Schließlich hatte sie gegen § 4 I 2 Straßenverkehrsordnung (StVO) verstoßen. Danach darf nicht ohne triftigen Grund abgebremst werden. Ein solch zwingender Grund liegt aber nur bei einer ernsten und plötzlichen drohenden Gefahr vor. Die war hier aber nicht gegeben. Denn die Radlerin hatte vor Gericht ausgesagt, dass sie nicht auf die Straße fahren, sondern vielmehr auf dem Bürgersteig habe anhalten wollen. Im Übrigen durfte die Autofahrerin während der Grünphase darauf vertrauen, dass ihr niemand die Vorfahrt nimmt und sie daher auch nicht plötzlich abbremsen muss. Die Grünphase soll vielmehr zur zügigen Weiterfahrt genutzt werden - nur so ist es möglich, den fließenden Verkehr aufrechtzuerhalten. Aber auch ihre Unfallgegnerin trug eine Mitschuld an der Kollision. Erstens war der Unfall beim Betrieb ihres Fahrzeugs passiert und zweitens hätte sie beim Anfahren an der grünen Ampel besonders vorsichtig handeln müssen, um im Notfall schnell abbremsen zu können. Sie haftete daher zu 1/3.
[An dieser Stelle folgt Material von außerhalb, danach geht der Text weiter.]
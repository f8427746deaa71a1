use std::collections::VecDeque;

use async_trait::async_trait;
use serde_json::{json, Value};
use tokio::sync::Mutex;

use crate::classify::ResponseBody;
use crate::encode::EncodedRequest;
use crate::error::{TransportError, TransportReason};

use super::{RawResponse, Transport};

enum Scripted {
    /// A 200 response echoing the request id.
    Success(Value),
    Raw(RawResponse),
    Fail(TransportError),
}

/// A scripted transport for tests. Replies are consumed in order, and every
/// request it sees is recorded.
pub struct MockTransport {
    replies: Mutex<VecDeque<Scripted>>,
    requests: Mutex<Vec<EncodedRequest>>,
}

impl MockTransport {
    pub fn builder() -> MockTransportBuilder {
        MockTransportBuilder {
            replies: VecDeque::new(),
        }
    }

    pub async fn requests(&self) -> Vec<EncodedRequest> {
        self.requests.lock().await.clone()
    }
}

pub struct MockTransportBuilder {
    replies: VecDeque<Scripted>,
}

impl MockTransportBuilder {
    pub fn success(mut self, result: Value) -> Self {
        self.replies.push_back(Scripted::Success(result));
        self
    }

    pub fn method_error(self, code: i64, message: &str) -> Self {
        self.json(
            500,
            json!({"result": null, "error": {"code": code, "message": message}}),
        )
    }

    pub fn json(self, status: u16, body: Value) -> Self {
        self.raw(status, ResponseBody::Json(body))
    }

    pub fn text(self, status: u16, body: &str) -> Self {
        self.raw(status, ResponseBody::Raw(body.to_owned()))
    }

    pub fn raw(mut self, status: u16, body: ResponseBody) -> Self {
        self.replies
            .push_back(Scripted::Raw(RawResponse { status, body }));
        self
    }

    pub fn fail(mut self, err: TransportError) -> Self {
        self.replies.push_back(Scripted::Fail(err));
        self
    }

    pub fn build(self) -> MockTransport {
        MockTransport {
            replies: Mutex::new(self.replies),
            requests: Mutex::new(Vec::new()),
        }
    }
}

#[async_trait]
impl Transport for MockTransport {
    async fn execute(&self, request: &EncodedRequest) -> Result<RawResponse, TransportError> {
        self.requests.lock().await.push(request.clone());
        match self.replies.lock().await.pop_front() {
            Some(Scripted::Success(result)) => Ok(RawResponse {
                status: 200,
                body: ResponseBody::Json(
                    json!({"id": request.id, "result": result, "error": null}),
                ),
            }),
            Some(Scripted::Raw(response)) => Ok(response),
            Some(Scripted::Fail(err)) => Err(err),
            None => Err(TransportError::connection(
                TransportReason::ConnectionFailed,
                "mock transport has no scripted reply left",
            )),
        }
    }
}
Eine höhere Haftungsquote kam dagegen nicht in Betracht. Das Gericht hielt das Verschulden der Autofahrerin für eher gering. Auch war der Anscheinsbeweis vorliegend erschüttert: Es lag ein atypischer Sachverhalt vor. Denn nicht die nachfolgende Autofahrerin hatte den Unfall allein bzw. überwiegend verursacht, sondern vielmehr die Vorderfrau mit ihrem plötzlichen und grundlosen Bremsmanöver. Mit dem hatte die nachfolgende Autofahrerin nicht rechnen müssen - hatten doch andere Fahrzeugführer die Kreuzung nach Beginn der Grünphase ohne Probleme passieren können, ohne Anlass zur Vollbremsung zu haben.